▶ _WHAT YOU ARE ASKED TO DO_: Records follow. Select each line holding "recognition".

Collected data entries:
----------------------------------------

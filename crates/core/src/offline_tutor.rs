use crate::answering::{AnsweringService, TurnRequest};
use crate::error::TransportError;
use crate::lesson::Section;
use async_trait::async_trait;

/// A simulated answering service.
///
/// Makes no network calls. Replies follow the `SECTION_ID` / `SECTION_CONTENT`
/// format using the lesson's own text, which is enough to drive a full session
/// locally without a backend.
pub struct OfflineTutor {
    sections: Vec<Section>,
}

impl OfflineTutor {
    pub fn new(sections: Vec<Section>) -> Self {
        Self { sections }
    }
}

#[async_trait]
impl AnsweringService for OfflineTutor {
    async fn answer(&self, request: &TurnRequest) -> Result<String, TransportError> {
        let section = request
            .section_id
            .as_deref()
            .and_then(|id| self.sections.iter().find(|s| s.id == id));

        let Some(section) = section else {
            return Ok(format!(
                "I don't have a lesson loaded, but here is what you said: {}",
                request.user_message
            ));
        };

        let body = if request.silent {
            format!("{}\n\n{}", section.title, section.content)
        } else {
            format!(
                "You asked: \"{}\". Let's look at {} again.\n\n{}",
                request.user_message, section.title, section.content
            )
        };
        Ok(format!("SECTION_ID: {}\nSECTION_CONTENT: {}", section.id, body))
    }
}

----------------------------------------

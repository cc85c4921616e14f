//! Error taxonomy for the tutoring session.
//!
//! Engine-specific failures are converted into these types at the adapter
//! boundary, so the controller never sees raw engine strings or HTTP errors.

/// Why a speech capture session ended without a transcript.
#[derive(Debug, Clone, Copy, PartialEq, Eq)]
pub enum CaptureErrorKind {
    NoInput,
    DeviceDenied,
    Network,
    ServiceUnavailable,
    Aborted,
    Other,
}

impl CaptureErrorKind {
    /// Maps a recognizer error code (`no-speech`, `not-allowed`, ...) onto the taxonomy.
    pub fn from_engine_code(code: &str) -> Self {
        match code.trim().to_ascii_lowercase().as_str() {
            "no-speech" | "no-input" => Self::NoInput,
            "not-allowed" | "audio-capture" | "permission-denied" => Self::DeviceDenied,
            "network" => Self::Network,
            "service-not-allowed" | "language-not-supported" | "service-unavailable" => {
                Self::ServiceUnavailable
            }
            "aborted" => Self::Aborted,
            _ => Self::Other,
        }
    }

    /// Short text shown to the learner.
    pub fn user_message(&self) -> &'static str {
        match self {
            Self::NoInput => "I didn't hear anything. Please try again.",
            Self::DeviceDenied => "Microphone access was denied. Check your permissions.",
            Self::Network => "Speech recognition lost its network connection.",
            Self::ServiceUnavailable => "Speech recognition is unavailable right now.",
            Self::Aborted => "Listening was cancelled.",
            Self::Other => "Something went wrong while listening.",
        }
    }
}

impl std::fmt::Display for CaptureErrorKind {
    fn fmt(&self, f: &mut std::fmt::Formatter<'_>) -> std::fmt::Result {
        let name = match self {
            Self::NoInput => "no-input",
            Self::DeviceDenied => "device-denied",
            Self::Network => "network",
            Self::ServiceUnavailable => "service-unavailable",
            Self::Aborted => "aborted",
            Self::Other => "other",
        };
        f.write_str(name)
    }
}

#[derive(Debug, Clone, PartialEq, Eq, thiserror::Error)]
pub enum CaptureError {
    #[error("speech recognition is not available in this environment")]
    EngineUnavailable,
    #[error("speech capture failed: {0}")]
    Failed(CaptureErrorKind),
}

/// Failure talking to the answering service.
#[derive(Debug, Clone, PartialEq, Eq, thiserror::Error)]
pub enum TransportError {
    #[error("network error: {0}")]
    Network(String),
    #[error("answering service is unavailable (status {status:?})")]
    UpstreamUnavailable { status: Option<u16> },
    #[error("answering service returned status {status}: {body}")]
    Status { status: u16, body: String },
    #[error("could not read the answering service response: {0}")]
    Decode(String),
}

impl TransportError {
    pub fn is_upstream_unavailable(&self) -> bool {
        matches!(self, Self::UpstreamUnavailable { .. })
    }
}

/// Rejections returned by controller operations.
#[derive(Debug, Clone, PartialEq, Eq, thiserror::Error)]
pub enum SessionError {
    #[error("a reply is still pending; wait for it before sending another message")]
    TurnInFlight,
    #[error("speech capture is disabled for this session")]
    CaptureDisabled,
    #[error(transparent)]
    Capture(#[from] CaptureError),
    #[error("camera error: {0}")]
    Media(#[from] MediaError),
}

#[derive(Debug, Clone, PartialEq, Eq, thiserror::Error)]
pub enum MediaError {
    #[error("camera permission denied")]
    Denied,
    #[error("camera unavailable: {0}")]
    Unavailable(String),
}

----------------------------------------

▶ _SOLUTION BELOW_:
            Self::Network => "Speech recognition lost its network connection.",
            Self::ServiceUnavailable => "Speech recognition is unavailable right now.",
    #[error("speech recognition is not available in this environment")]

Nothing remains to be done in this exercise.